Ethereum Activates ‘BPO2’ Fork; Blob Limit Hits 21

Ethereum developers successfully executed the network’s second “Blob Parameter-Only” (BPO) hard fork at 1:01 UTC on Wednesday, pushing the maximum number of data blobs per block from 15 to 21. The upgrade, confirmed by Ethereum Foundation researcher Alex Stokes, immediately expands the mainnet’s data availability capacity to roughly 2.69 megabytes per block.

The Numbers

The “BPO2” fork adjusts two critical parameters in the consensus layer without requiring a full client upgrade cycle:

  • Target Blobs: Increased to 14 (previously 10).
  • Maximum Blobs: Increased to 21 (previously 15).

With each blob carrying 128 kilobytes of data, this adjustment allows Layer 2 rollups like Arbitrum, Optimism, and Base to post significantly more transaction batches to the mainnet in a single block. The move is designed to suppress fee volatility on L2s by increasing the supply of “blobspace” ahead of demand spikes.

“The Ethereum Blob Pressure Optimization (BPO2) upgrade has officially taken effect on the mainnet,” Stokes confirmed shortly after activation.

Institutional Context

This activation marks the second execution of Ethereum’s new agile scaling strategy. Unlike traditional hard forks which require months of coordination, BPO forks treat blob limits as configurable parameters.

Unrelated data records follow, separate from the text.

//! Input and output data model of the summarisation contract.
//!
//! These are plain carriers. Shape checking of untrusted input happens in
//! [`crate::validation`]; the serde derives here exist for the validated path and for output.

use serde::{Deserialize, Serialize};
use summary_types::{Audience, FocusArea, Priority, ProblemStatus, SummaryLength, TimeFrame, UrgencyLevel};

// ============================================================================
// Input
// ============================================================================

/// A point-in-time copy of a patient's electronic health record.
///
/// Every field is required on the wire but any of them may be empty.
#[derive(Clone, Debug, Default, PartialEq, Eq, Hash, Serialize, Deserialize)]
#[cfg_attr(feature = "openapi", derive(utoipa::ToSchema))]
pub struct EhrSnapshot {
    pub demographics: String,
    pub chief_complaint: String,
    pub past_medical_history: String,
    pub medications: Vec<String>,
    pub allergies: Vec<String>,
    pub vital_signs: String,
    pub lab_results: Vec<String>,
    pub imaging_reports: Vec<String>,
}

/// Caller-selected knobs for a summary. Unsupplied fields take their documented default.
#[derive(Clone, Copy, Debug, Default, PartialEq, Eq, Hash, Serialize, Deserialize)]
#[cfg_attr(feature = "openapi", derive(utoipa::ToSchema))]
#[serde(default)]
pub struct CustomizationParameters {
    pub length: SummaryLength,
    pub time_frame: TimeFrame,
    pub focus_area: FocusArea,
    pub audience: Audience,
    pub urgency_level: UrgencyLevel,
}

/// Request body of `POST /summarize`.
#[derive(Clone, Debug, PartialEq, Eq, Serialize, Deserialize)]
#[cfg_attr(feature = "openapi", derive(utoipa::ToSchema))]
pub struct SummarizeRequest {
    pub ehr_data: EhrSnapshot,
    #[serde(default)]
    pub customization: CustomizationParameters,
}

// ============================================================================
// Output
// ============================================================================

#[derive(Clone, Debug, Default, PartialEq, Eq, Serialize, Deserialize)]
#[cfg_attr(feature = "openapi", derive(utoipa::ToSchema))]
pub struct PatientOverview {
    pub summary: String,
}

#[derive(Clone, Debug, PartialEq, Eq, Serialize, Deserialize)]
#[cfg_attr(feature = "openapi", derive(utoipa::ToSchema))]
pub struct MedicalProblem {
    pub problem: String,
    pub status: ProblemStatus,
}

#[derive(Clone, Debug, PartialEq, Eq, Serialize, Deserialize)]
#[cfg_attr(feature = "openapi", derive(utoipa::ToSchema))]
pub struct Medication {
    pub name: String,
    pub details: String,
}

#[derive(Clone, Debug, PartialEq, Eq, Serialize, Deserialize)]
#[cfg_attr(feature = "openapi", derive(utoipa::ToSchema))]
pub struct Allergy {
    pub name: String,
    pub reaction: String,
}

/// Current medications and allergies. Neither list is ever time-filtered.
#[derive(Clone, Debug, Default, PartialEq, Eq, Serialize, Deserialize)]
#[cfg_attr(feature = "openapi", derive(utoipa::ToSchema))]
pub struct MedicationsAndAllergies {
    pub medications: Vec<Medication>,
    pub allergies: Vec<Allergy>,
}

#[derive(Clone, Debug, PartialEq, Eq, Serialize, Deserialize)]
#[cfg_attr(feature = "openapi", derive(utoipa::ToSchema))]
pub struct ClinicalFinding {
    pub finding: String,
}

#[derive(Clone, Debug, PartialEq, Eq, Serialize, Deserialize)]
#[cfg_attr(feature = "openapi", derive(utoipa::ToSchema))]
pub struct ActionableItem {
    pub item: String,
    pub priority: Priority,
}

#[derive(Clone, Debug, PartialEq, Eq, Serialize, Deserialize)]
#[cfg_attr(feature = "openapi", derive(utoipa::ToSchema))]
pub struct PendingItem {
    pub item: String,
}

/// The fixed-schema output. All six sections are always present; lists may be empty.
#[derive(Clone, Debug, Default, PartialEq, Eq, Serialize, Deserialize)]
#[cfg_attr(feature = "openapi", derive(utoipa::ToSchema))]
pub struct StructuredSummary {
    pub patient_overview: PatientOverview,
    pub active_medical_problems: Vec<MedicalProblem>,
    pub current_medications_and_allergies: MedicationsAndAllergies,
    pub recent_clinical_findings: Vec<ClinicalFinding>,
    pub actionable_items: Vec<ActionableItem>,
    pub pending_items: Vec<PendingItem>,
}

#[cfg(test)]
mod tests {
    use super::*;

    #[test]
    fn test_empty_summary_serialises_every_section() {
        let json = serde_json::to_value(StructuredSummary::default()).expect("serialize");
        let object = json.as_object().expect("object");

        for key in [
            "patient_overview",
            "active_medical_problems",
            "current_medications_and_allergies",
            "recent_clinical_findings",
            "actionable_items",
            "pending_items",
        ] {
            assert!(object.contains_key(key), "missing section {key}");
        }
        assert_eq!(json["current_medications_and_allergies"]["medications"], serde_json::json!([]));
        assert_eq!(json["current_medications_and_allergies"]["allergies"], serde_json::json!([]));
        assert_eq!(json["patient_overview"]["summary"], "");
    }

    #[test]
    fn test_customization_fills_missing_fields_with_defaults() {
        let params: CustomizationParameters =
            serde_json::from_str(r#"{"audience":"Nurse"}"#).expect("deserialize");
        assert_eq!(params.audience, Audience::Nurse);
        assert_eq!(params.time_frame, TimeFrame::Last30Days);
        assert_eq!(params.length, SummaryLength::Standard);
    }
}
//! # Summary Core
//!
//! Core business logic for the EHR summarisation service.
//!
//! This crate contains the pure summarisation contract:
//! - Input validation of untrusted request documents ([`validation`])
//! - The deterministic Summarization Engine ([`SummaryEngine`])
//! - Overview narrative generators, template or remote ([`generation`])
//! - Startup configuration and the content-addressed summary cache
//!
//! **No API concerns**: HTTP servers and wire error bodies belong in `api-rest` and `api-shared`.

pub mod cache;
pub mod config;
pub mod constants;
pub mod engine;
pub mod error;
pub mod generation;
pub mod model;
pub mod validation;

pub use cache::{cache_key, CacheKey, SummaryCache};
pub use config::{GeneratorKind, SummaryConfig};
pub use engine::SummaryEngine;
pub use error::{FieldError, FieldErrorKind, SummaryError, SummaryResult, ValidationErrors};
pub use generation::{NarrativeGenerator, NarrativeRequest, RemoteGenerator, RemoteSettings, TemplateGenerator};
pub use model::{
    ActionableItem, Allergy, ClinicalFinding, CustomizationParameters, EhrSnapshot, MedicalProblem,
    Medication, MedicationsAndAllergies, PatientOverview, PendingItem, StructuredSummary,
    SummarizeRequest,
};
pub use validation::{validate, validate_json};

pub use summary_types;
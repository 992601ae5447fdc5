//! Customization parameters accepted alongside an EHR snapshot.

closed_enum! {
    /// Verbosity of the generated summary. Never changes which facts are selected.
    pub enum SummaryLength as "length" {
        Brief => "Brief",
        Standard => "Standard",
        Comprehensive => "Comprehensive",
    }
}

impl Default for SummaryLength {
    fn default() -> Self {
        Self::Standard
    }
}

closed_enum! {
    /// Window applied to dated clinical findings.
    pub enum TimeFrame as "time_frame" {
        LastEncounter => "Last encounter",
        Last30Days => "Last 30 days",
        Last6Months => "Last 6 months",
        CompleteHistory => "Complete history",
    }
}

impl TimeFrame {
    /// Oldest age in days a finding may have and still fall inside the window.
    ///
    /// `None` means unbounded. Windows are nested: each variant admits a superset of the ages
    /// admitted by the variants declared before it.
    pub fn max_age_days(self) -> Option<u32> {
        match self {
            TimeFrame::LastEncounter => Some(0),
            TimeFrame::Last30Days => Some(30),
            TimeFrame::Last6Months => Some(183),
            TimeFrame::CompleteHistory => None,
        }
    }

    /// Returns true if a fact recorded `age_days` ago falls inside this window.
    pub fn admits(self, age_days: u32) -> bool {
        self.max_age_days().map_or(true, |max| age_days <= max)
    }
}

impl Default for TimeFrame {
    fn default() -> Self {
        Self::Last30Days
    }
}

closed_enum! {
    /// Clinical specialty lens used to order facts.
    pub enum FocusArea as "focus_area" {
        General => "General",
        Cardiology => "Cardiology",
        Oncology => "Oncology",
        PrimaryCare => "Primary Care",
    }
}

impl Default for FocusArea {
    fn default() -> Self {
        Self::General
    }
}

closed_enum! {
    /// Reader of the summary; drives vocabulary and framing only.
    pub enum Audience as "audience" {
        Physician => "Physician",
        Nurse => "Nurse",
        Specialist => "Specialist",
        Patient => "Patient",
    }
}

impl Audience {
    /// Physicians and specialists read clinical terminology unchanged.
    pub fn is_clinician(self) -> bool {
        matches!(self, Audience::Physician | Audience::Specialist)
    }
}

impl Default for Audience {
    fn default() -> Self {
        Self::Physician
    }
}

closed_enum! {
    /// Hard inclusion filter on problems and actionable items.
    pub enum UrgencyLevel as "urgency_level" {
        CriticalOnly => "Critical only",
        Standard => "Standard",
    }
}

impl Default for UrgencyLevel {
    fn default() -> Self {
        Self::Standard
    }
}

#[cfg(test)]
mod tests {
    use super::*;
    use crate::EnumParseError;

    #[test]
    fn test_defaults_match_documented_values() {
        assert_eq!(SummaryLength::default().as_str(), "Standard");
        assert_eq!(TimeFrame::default().as_str(), "Last 30 days");
        assert_eq!(FocusArea::default().as_str(), "General");
        assert_eq!(Audience::default().as_str(), "Physician");
        assert_eq!(UrgencyLevel::default().as_str(), "Standard");
    }

    #[test]
    fn test_from_str_accepts_every_declared_value() {
        for value in TimeFrame::VALUES {
            let parsed: TimeFrame = value.parse().expect("declared value should parse");
            assert_eq!(parsed.as_str(), *value);
        }
        for value in FocusArea::VALUES {
            assert!(value.parse::<FocusArea>().is_ok());
        }
    }

    #[test]
    fn test_from_str_is_exact_match() {
        let err = "brief".parse::<SummaryLength>().expect_err("lowercase must be rejected");
        assert_eq!(
            err,
            EnumParseError {
                field: "length",
                value: "brief".into(),
                allowed: SummaryLength::VALUES,
            }
        );

        assert!("Critical Only".parse::<UrgencyLevel>().is_err());
        assert!(" Nurse".parse::<Audience>().is_err());
        assert!("Last 7 days".parse::<TimeFrame>().is_err());
    }

    #[test]
    fn test_serde_uses_wire_text() {
        let json = serde_json::to_string(&TimeFrame::LastEncounter).expect("serialize");
        assert_eq!(json, "\"Last encounter\"");

        let focus: FocusArea = serde_json::from_str("\"Primary Care\"").expect("deserialize");
        assert_eq!(focus, FocusArea::PrimaryCare);

        assert!(serde_json::from_str::<UrgencyLevel>("\"critical only\"").is_err());
    }

    #[test]
    fn test_time_frame_windows_are_nested() {
        for age in [0, 1, 30, 31, 183, 184, 5000] {
            for pair in TimeFrame::ALL.windows(2) {
                if pair[0].admits(age) {
                    assert!(pair[1].admits(age), "{:?} admits {age} but {:?} does not", pair[0], pair[1]);
                }
            }
        }
        assert!(TimeFrame::LastEncounter.admits(0));
        assert!(!TimeFrame::LastEncounter.admits(1));
        assert!(TimeFrame::CompleteHistory.admits(u32::MAX));
    }
}
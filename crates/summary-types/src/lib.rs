//! Shared value types for the EHR summary service.
//!
//! Every customization knob and every categorical field of the structured summary is a closed
//! enumeration. Values are matched exactly against their wire text; there is no case folding and
//! no fallback variant, so an unsupported value can only surface as an [`EnumParseError`].

#[macro_use]
mod closed_enum;
mod clinical;
mod customization;
mod text;

pub use clinical::{Priority, ProblemStatus};
pub use customization::{Audience, FocusArea, SummaryLength, TimeFrame, UrgencyLevel};
pub use text::{NonEmptyText, TextError};

/// Error returned when text does not name a variant of a closed enumeration.
#[derive(Debug, Clone, PartialEq, Eq, thiserror::Error)]
#[error("unsupported value {value:?} for {field} (expected one of: {})", .allowed.join(", "))]
pub struct EnumParseError {
    /// Wire name of the field being parsed, for example `time_frame`.
    pub field: &'static str,
    /// The rejected input, verbatim.
    pub value: String,
    /// Every accepted value for the field.
    pub allowed: &'static [&'static str],
}
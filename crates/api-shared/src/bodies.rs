//! JSON bodies returned by the summarisation APIs.

use serde::{Deserialize, Serialize};
use summary_core::{FieldError, ValidationErrors};
use utoipa::ToSchema;

pub const INVALID_JSON: &str = "invalid_json";
pub const VALIDATION_FAILED: &str = "validation_failed";
pub const GENERATION_UNAVAILABLE: &str = "generation_unavailable";

#[derive(Clone, Debug, PartialEq, Eq, Serialize, Deserialize, ToSchema)]
pub struct HealthRes {
    pub ok: bool,
    pub message: String,
}

/// The request body could not be read as JSON.
#[derive(Clone, Debug, PartialEq, Eq, Serialize, ToSchema)]
pub struct InvalidJsonBody {
    pub error: String,
    pub message: String,
}

impl InvalidJsonBody {
    pub fn new(message: impl Into<String>) -> Self {
        Self {
            error: INVALID_JSON.to_string(),
            message: message.into(),
        }
    }
}

/// Every field-level problem found in a request.
#[derive(Clone, Debug, PartialEq, Serialize, ToSchema)]
pub struct ValidationFailedBody {
    pub error: String,
    pub errors: Vec<FieldError>,
}

impl From<ValidationErrors> for ValidationFailedBody {
    fn from(errors: ValidationErrors) -> Self {
        Self {
            error: VALIDATION_FAILED.to_string(),
            errors: errors.into_errors(),
        }
    }
}

/// The overview could not be generated. `error_id` matches the server log entry holding the
/// detail.
#[derive(Clone, Debug, PartialEq, Eq, Serialize, ToSchema)]
pub struct GenerationUnavailableBody {
    pub error: String,
    pub error_id: String,
}

impl GenerationUnavailableBody {
    pub fn new(error_id: impl Into<String>) -> Self {
        Self {
            error: GENERATION_UNAVAILABLE.to_string(),
            error_id: error_id.into(),
        }
    }
}
use crate::bodies::HealthRes;

/// Simple health service that can be used by every transport
///
/// This service provides a standardised way to check the health status of the summary service.
#[derive(Clone, Debug, Default)]
pub struct HealthService;

impl HealthService {
    /// Static method to check health without creating an instance
    ///
    /// # Returns
    /// A `HealthRes` indicating the service is healthy.
    pub fn check_health() -> HealthRes {
        HealthRes {
            ok: true,
            message: "EHR summary service is alive".into(),
        }
    }
}
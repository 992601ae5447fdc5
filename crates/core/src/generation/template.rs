use super::{NarrativeGenerator, NarrativeRequest};
use crate::SummaryResult;
use async_trait::async_trait;
use summary_types::{Audience, SummaryLength};

/// Deterministic template prose.
#[derive(Clone, Copy, Debug, Default)]
pub struct TemplateGenerator;

impl TemplateGenerator {
    pub const ID: &'static str = "template";

    pub fn render(request: &NarrativeRequest) -> String {
        let sentences = match request.audience {
            Audience::Patient => patient(request),
            Audience::Nurse => nurse(request),
            Audience::Physician | Audience::Specialist => clinician(request),
        };
        sentences.join(" ")
    }
}

#[async_trait]
impl NarrativeGenerator for TemplateGenerator {
    fn id(&self) -> &str {
        Self::ID
    }

    async fn overview(&self, request: &NarrativeRequest) -> SummaryResult<String> {
        Ok(Self::render(request))
    }
}

fn clinician(r: &NarrativeRequest) -> Vec<String> {
    let who = subject(&r.demographics, "Patient");
    let mut out = vec![match (&r.chief_complaint, r.routine_visit) {
        (Some(c), false) => format!("{who} presenting with {}.", lower_first(c)),
        (Some(c), true) => format!("{who} seen for {}.", lower_first(c)),
        (None, _) => format!("{who}."),
    }];
    if !r.problems.is_empty() {
        out.push(format!("Active problems: {}.", join(&r.problems)));
    }
    if r.length == SummaryLength::Brief {
        return out;
    }

    let meds = match r.medication_count {
        0 => "No current medications".to_string(),
        n => format!("On {}", count(n, "medication")),
    };
    let allergies = if !r.allergies.is_empty() {
        format!("allergies: {}", join(&r.allergies))
    } else if r.no_known_allergies {
        "no known drug allergies".to_string()
    } else {
        "allergy history not documented".to_string()
    };
    out.push(format!("{meds}; {allergies}."));
    if r.critical_findings > 0 {
        let verb = if r.critical_findings == 1 { "needs" } else { "need" };
        out.push(format!(
            "{} {verb} review.",
            capital(&count(r.critical_findings, "critical finding"))
        ));
    }
    if !r.worsening.is_empty() {
        out.push(format!("Worsening: {}.", join(&r.worsening)));
    }
    if r.length == SummaryLength::Comprehensive {
        out.push(format!(
            "This summary lists {}, {} and {} ({} urgent).",
            count(r.findings, "recent finding"),
            count(r.pending, "pending item"),
            count(r.actions, "actionable item"),
            r.urgent_actions,
        ));
    }
    out
}

fn nurse(r: &NarrativeRequest) -> Vec<String> {
    let who = subject(&r.demographics, "Patient");
    let mut out = vec![match &r.chief_complaint {
        Some(c) => format!("{who}, here for {}.", lower_first(c)),
        None => format!("{who}."),
    }];
    if !r.problems.is_empty() {
        out.push(format!("Active problems: {}.", join(&r.problems)));
    }
    if r.length == SummaryLength::Brief {
        return out;
    }

    let allergies = if !r.allergies.is_empty() {
        format!("allergies: {}", join(&r.allergies))
    } else if r.no_known_allergies {
        "NKDA".to_string()
    } else {
        "allergies not yet documented".to_string()
    };
    out.push(format!(
        "{} on the list; {allergies}.",
        capital(&count(r.medication_count, "medication"))
    ));
    if r.critical_findings > 0 {
        out.push(format!(
            "Notify provider: {}.",
            count(r.critical_findings, "critical finding")
        ));
    }
    if r.urgent_actions > 0 {
        out.push(format!("{} outstanding.", capital(&count(r.urgent_actions, "urgent task"))));
    }
    if r.length == SummaryLength::Comprehensive {
        out.push(format!(
            "{} to track and {} in total.",
            capital(&count(r.pending, "pending result")),
            count(r.actions, "task"),
        ));
    }
    out
}

fn patient(r: &NarrativeRequest) -> Vec<String> {
    let mut out = vec![match (&r.chief_complaint, r.routine_visit) {
        (Some(c), false) => format!("You came in because of {}.", lower_first(c)),
        (Some(c), true) => format!("This summary covers your {} visit.", lower_first(c)),
        (None, _) => "This is a summary of your health record.".to_string(),
    }];
    if !r.problems.is_empty() {
        let problems: Vec<String> = r.problems.iter().map(|p| lower_first(p)).collect();
        out.push(format!("Your health conditions include {}.", join(&problems)));
    }
    if r.length == SummaryLength::Brief {
        return out;
    }

    out.push(match r.medication_count {
        0 => "You have no medicines on your list.".to_string(),
        n => format!("You take {}.", count(n, "medicine")),
    });
    out.push(if !r.allergies.is_empty() {
        format!("Your record lists allergies to {}.", join(&r.allergies))
    } else if r.no_known_allergies {
        "Your record says you have no known drug allergies.".to_string()
    } else {
        "No allergies are recorded yet.".to_string()
    });
    if r.critical_findings > 0 {
        out.push("Some results need prompt attention from your care team.".to_string());
    }
    if !r.worsening.is_empty() {
        let worsening: Vec<String> = r.worsening.iter().map(|p| lower_first(p)).collect();
        out.push(format!("Your care team is keeping a close eye on your {}.", join(&worsening)));
    }
    if r.length == SummaryLength::Comprehensive {
        out.push(format!(
            "Tests still waiting for results: {}. Next steps listed below: {}.",
            r.pending, r.actions
        ));
    }
    out
}

fn subject(demographics: &str, fallback: &str) -> String {
    if demographics.trim().is_empty() {
        fallback.to_string()
    } else {
        capital(demographics.trim())
    }
}

/// Joins items as `A, B and C`.
pub(crate) fn join(items: &[String]) -> String {
    match items {
        [] => String::new(),
        [one] => one.clone(),
        [init @ .., last] => format!("{} and {last}", init.join(", ")),
    }
}

fn count(n: usize, noun: &str) -> String {
    if n == 1 {
        format!("1 {noun}")
    } else {
        format!("{n} {noun}s")
    }
}

fn capital(text: &str) -> String {
    crate::engine::capitalise(text)
}

fn lower_first(text: &str) -> String {
    crate::engine::decapitalise(text)
}
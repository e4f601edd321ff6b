// Copyright (c) 2025 the Concierge authors.
//
// Permission is hereby granted, free of charge, to any person obtaining
// a copy of this software and associated documentation files (the
// "Software"), to deal in the Software without restriction, including
// without limitation the rights to use, copy, modify, merge, publish,
// distribute, sublicense, and/or sell copies of the Software, and to
// permit persons to whom the Software is furnished to do so, subject to
// the following conditions:
//
// The above copyright notice and this permission notice shall be
// included in all copies or substantial portions of the Software.
//
// THE SOFTWARE IS PROVIDED "AS IS", WITHOUT WARRANTY OF ANY KIND,
// EXPRESS OR IMPLIED, INCLUDING BUT NOT LIMITED TO THE WARRANTIES OF
// MERCHANTABILITY, FITNESS FOR A PARTICULAR PURPOSE AND
// NONINFRINGEMENT. IN NO EVENT SHALL THE AUTHORS OR COPYRIGHT HOLDERS BE
// LIABLE FOR ANY CLAIM, DAMAGES OR OTHER LIABILITY, WHETHER IN AN ACTION
// OF CONTRACT, TORT OR OTHERWISE, ARISING FROM, OUT OF OR IN CONNECTION
// WITH THE SOFTWARE OR THE USE OR OTHER DEALINGS IN THE SOFTWARE.

//! # Concierge Select
//!
//! **The Exhaustive Room-Block Selection Engine.**
//!
//! Given a hotel pool (see `concierge_model`) and a request for `k` rooms,
//! this crate finds the `k`-room subset of the available rooms that minimizes
//! the travel cost along the block, with a proven global optimum and a
//! deterministic tie-break. The search space is bounded by the caller-facing
//! request cap (five rooms), so exhaustive enumeration stays tractable
//! against realistic pools of around a hundred rooms.
//!
//! ## Modules
//!
//! - `num`: The `SelectNumeric` trait alias bounding the cost type.
//! - `cost`: Pairwise and canonical-route travel cost (`TravelTime<T>`).
//! - `combinations`: Lexicographic k-subset enumeration and a checked
//!   binomial coefficient.
//! - `result`: `SelectionResult`, `Selection`, `RejectionReason`, and the
//!   `SelectionOutcome` wrapper carrying statistics.
//! - `stats`: `SelectionStatistics` collected per selection call.
//! - `selector`: The `OptimalSelector` tying it all together.
//!
//! ## Guarantees
//!
//! - **Optimality**: every C(available, k) candidate is scored; the returned
//!   block's total cost is minimal. No sampling, no pruning.
//! - **Determinism**: ties on total cost are broken by lexicographic
//!   comparison of the canonically-sorted room sequences (lower floor first,
//!   then lower position), a total order over distinct subsets.
//! - **Purity**: a selection call reads an immutable snapshot of the pool
//!   and has no side effects; committing bookings is the caller's job.

pub mod combinations;
pub mod cost;
pub mod num;
pub mod result;
pub mod selector;
pub mod stats;
// Copyright (c) 2025 the Concierge authors.
//
// Permission is hereby granted, free of charge, to any person obtaining
// a copy of this software and associated documentation files (the
// "Software"), to deal in the Software without restriction, including
// without limitation the rights to use, copy, modify, merge, publish,
// distribute, sublicense, and/or sell copies of the Software, and to
// permit persons to whom the Software is furnished to do so, subject to
// the following conditions:
//
// The above copyright notice and this permission notice shall be
// included in all copies or substantial portions of the Software.
//
// THE SOFTWARE IS PROVIDED "AS IS", WITHOUT WARRANTY OF ANY KIND,
// EXPRESS OR IMPLIED, INCLUDING BUT NOT LIMITED TO THE WARRANTIES OF
// MERCHANTABILITY, FITNESS FOR A PARTICULAR PURPOSE AND
// NONINFRINGEMENT. IN NO EVENT SHALL THE AUTHORS OR COPYRIGHT HOLDERS BE
// LIABLE FOR ANY CLAIM, DAMAGES OR OTHER LIABILITY, WHETHER IN AN ACTION
// OF CONTRACT, TORT OR OTHERWISE, ARISING FROM, OUT OF OR IN CONNECTION
// WITH THE SOFTWARE OR THE USE OR OTHER DEALINGS IN THE SOFTWARE.

//! # Concierge Model
//!
//! **The Core Domain Model for the Concierge Room-Block Selector.**
//!
//! This crate defines the data structures describing a hotel and its rooms.
//! It serves as the data interchange layer between the caller (which owns the
//! pool and commits bookings) and the selection engine (`concierge_select`).
//!
//! ## Architecture
//!
//! The crate is designed around a strict separation of concerns between
//! **construction** and **selection**:
//!
//! * **`index`**: A strongly-typed room index (`RoomIndex`) to prevent
//!   logical indexing errors against the pool.
//! * **`room`**: The `Room` record: immutable identity (floor, in-floor
//!   position, derived id) plus the single mutable `booked` flag.
//! * **`hotel`**: The `Hotel` pool (immutable layout, mutable occupancy) and
//!   the `HotelBuilder` used to construct and validate it.
//! * **`occupancy`**: Seedable random-occupancy assignment for demos and
//!   tests.
//!
//! ## Design Philosophy
//!
//! 1.  **Fail-Fast**: The builder validates floors, positions, and uniqueness
//!     eagerly, so the selection engine never encounters an invalid pool.
//! 2.  **Caller-Owned Mutation**: The selection engine only ever reads the
//!     pool. Booking flags are flipped here, by the caller's workflow, after
//!     a selection returns.

pub mod hotel;
pub mod index;
pub mod occupancy;
pub mod room;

The first BPO fork occurred on December 9, 2025, just weeks prior.

Market response was muted but stable, with Ether (ETH) holding the $3,300 level following the upgrade. The rapid cadence of these parameter adjustments signals a shift in the Ethereum Foundation’s approach: aggressively scaling data throughput to maintain dominance against alternative data availability layers (DA) like Celestia.

Developers indicated this specifically targets the “cold-start problem” in blob fee markets, ensuring that as L2 usage ramps up in Q1 2026, the network does not hit a saturation wall that would spike gas prices.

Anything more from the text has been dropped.